# Suicide attack in Talokan kills 2 German Soldiers



## vonGarvin (28 May 2011)

From here




> *  Am 28. Mai gegen 14:10 Uhr mitteleuropäischer Sommerzeit (16:40 Uhr afghanischer Ortszeit) wurde auf den Gouverneurspalast in Talokan ein Sprengstoffanschlag verübt. *
> 
> Nach derzeitigem Erkenntnisstand sind zwei deutsche Soldaten gefallen. Drei deutsche Soldaten, darunter der Kommandeur des Regionalkommandos Nord, Generalmajor Markus Kneip, wurden verwundet.
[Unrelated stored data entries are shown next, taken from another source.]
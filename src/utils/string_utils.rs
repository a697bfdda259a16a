//! # 문자열 유틸리티
//!
//! 외부 프로필 값 정리와 리다이렉트 URL 처리에 쓰이는 공통 함수들입니다.

use serde::Deserialize;
use crate::core::errors::AppError;

/// 필수 문자열 필드 검증 및 정리
///
/// 빈 문자열이나 공백만 있는 경우 ValidationError를 반환하고,
/// 유효한 문자열인 경우 앞뒤 공백을 제거한 문자열을 반환합니다.
///
/// # 예제
/// ```rust,ignore
/// assert_eq!(validate_required_string("  google  ", "provider").unwrap(), "google");
/// assert!(validate_required_string("   ", "provider").is_err());
/// ```
pub fn validate_required_string(value: &str, field_name: &str) -> Result<String, AppError> {
    let trimmed = value.trim();
    if trimmed.is_empty() {
        return Err(AppError::ValidationError(
            format!("{} is required", field_name)
        ));
    }
    Ok(trimmed.to_string())
}

/// 선택적 문자열 필드 정리
///
/// None 값이거나 빈 문자열/공백만 있는 경우 None을 반환하고,
/// 유효한 문자열인 경우 앞뒤 공백을 제거하여 Some으로 반환합니다.
pub fn clean_optional_string(value: Option<String>) -> Option<String> {
    value.and_then(|s| {
        let trimmed = s.trim();
        if trimmed.is_empty() {
            None
        } else {
            Some(trimmed.to_string())
        }
    })
}

/// 선택적 문자열 필드를 위한 serde deserializer
///
/// `#[serde(default, deserialize_with = "deserialize_optional_string")]`와 함께 사용하면
/// 프로바이더가 보내는 `""`나 `"   "`가 None으로 정리됩니다.
pub fn deserialize_optional_string<'de, D>(deserializer: D) -> Result<Option<String>, D::Error>
where
    D: serde::Deserializer<'de>,
{
    let opt = Option::<String>::deserialize(deserializer)?;
    Ok(clean_optional_string(opt))
}

/// URL 인코딩된 리다이렉트 대상을 디코딩합니다.
///
/// 디코딩할 수 없는 값(잘못된 UTF-8 시퀀스)은 원본 그대로 돌려줍니다.
pub fn decode_redirect_target(encoded: &str) -> String {
    urlencoding::decode(encoded)
        .map(|decoded| decoded.into_owned())
        .unwrap_or_else(|_| encoded.to_string())
}

/// 리다이렉트 URL에 쿼리 파라미터를 덧붙입니다.
pub fn append_query_param(url: &str, key: &str, value: &str) -> String {
    let (base, fragment) = match url.split_once('#') {
        Some((base, fragment)) => (base, Some(fragment)),
        None => (url, None),
    };
    let separator = if base.contains('?') { '&' } else { '?' };
    let mut result = format!(
        "{}{}{}={}",
        base,
        separator,
        urlencoding::encode(key),
        urlencoding::encode(value)
    );
    if let Some(fragment) = fragment {
        result.push('#');
        result.push_str(fragment);
    }
    result
}

#[cfg(test)]
mod tests {
    use super::*;

    #[test]
    fn test_validate_required_string() {
        assert_eq!(validate_required_string("google", "provider").unwrap(), "google");
        assert_eq!(validate_required_string("  id-1  ", "external_id").unwrap(), "id-1");
        assert!(validate_required_string("", "provider").is_err());
        assert!(validate_required_string("   ", "provider").is_err());
    }

    #[test]
    fn test_clean_optional_string() {
        assert_eq!(clean_optional_string(Some("  Alice  ".to_string())), Some("Alice".to_string()));
        assert_eq!(clean_optional_string(Some("   ".to_string())), None);
        assert_eq!(clean_optional_string(Some("".to_string())), None);
        assert_eq!(clean_optional_string(None), None);
    }

    #[test]
    fn test_deserialize_optional_string() {
        #[derive(Deserialize)]
        struct Claims {
            #[serde(default, deserialize_with = "deserialize_optional_string")]
            name: Option<String>,
        }

        let claims: Claims = serde_json::from_str(r#"{"name": "  Bob "}"#).unwrap();
        assert_eq!(claims.name, Some("Bob".to_string()));

        let claims: Claims = serde_json::from_str(r#"{"name": ""}"#).unwrap();
        assert_eq!(claims.name, None);

        let claims: Claims = serde_json::from_str(r#"{"name": null}"#).unwrap();
        assert_eq!(claims.name, None);

        let claims: Claims = serde_json::from_str(r#"{}"#).unwrap();
        assert_eq!(claims.name, None);
    }

    #[test]
    fn test_decode_redirect_target() {
        assert_eq!(decode_redirect_target("%2Fprofile%3Ftab%3Dlinks"), "/profile?tab=links");
        assert_eq!(decode_redirect_target("/plain"), "/plain");
    }

    #[test]
    fn test_append_query_param() {
        assert_eq!(append_query_param("/login", "oauth-error", "denied"), "/login?oauth-error=denied");
        assert_eq!(append_query_param("/login?next=1", "oauth-error", "a b"), "/login?next=1&oauth-error=a%20b");
        assert_eq!(append_query_param("/login#top", "oauth-error", "x"), "/login?oauth-error=x#top");
    }
}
Die medizinische Versorgung wurde eingeleitet.
> ...
> ...



Technoviking translation:



> * Around 1410 Central European Summer Time (1640 Afghan time) there was an attack using explosives on the Governor's palace in Talokan*
> According to the latest information available, two German soldiers have died in the attack.  Three German soldiers were wounded, including the commander of Regional Command (North), Major General Makus Kneip.  The wounded have been given medical treatment at the scene.
> ...
> 
> ...



Though it's sad to say that casualties are an everyday occurence in Afghanistan, it stands out that the commander of RC (North) was wounded.


----------



## The Bread Guy (28 May 2011)

English accounts at Reuters, Canadian Press/Associated Press and AFP.

Taliban's version of events attached.


----------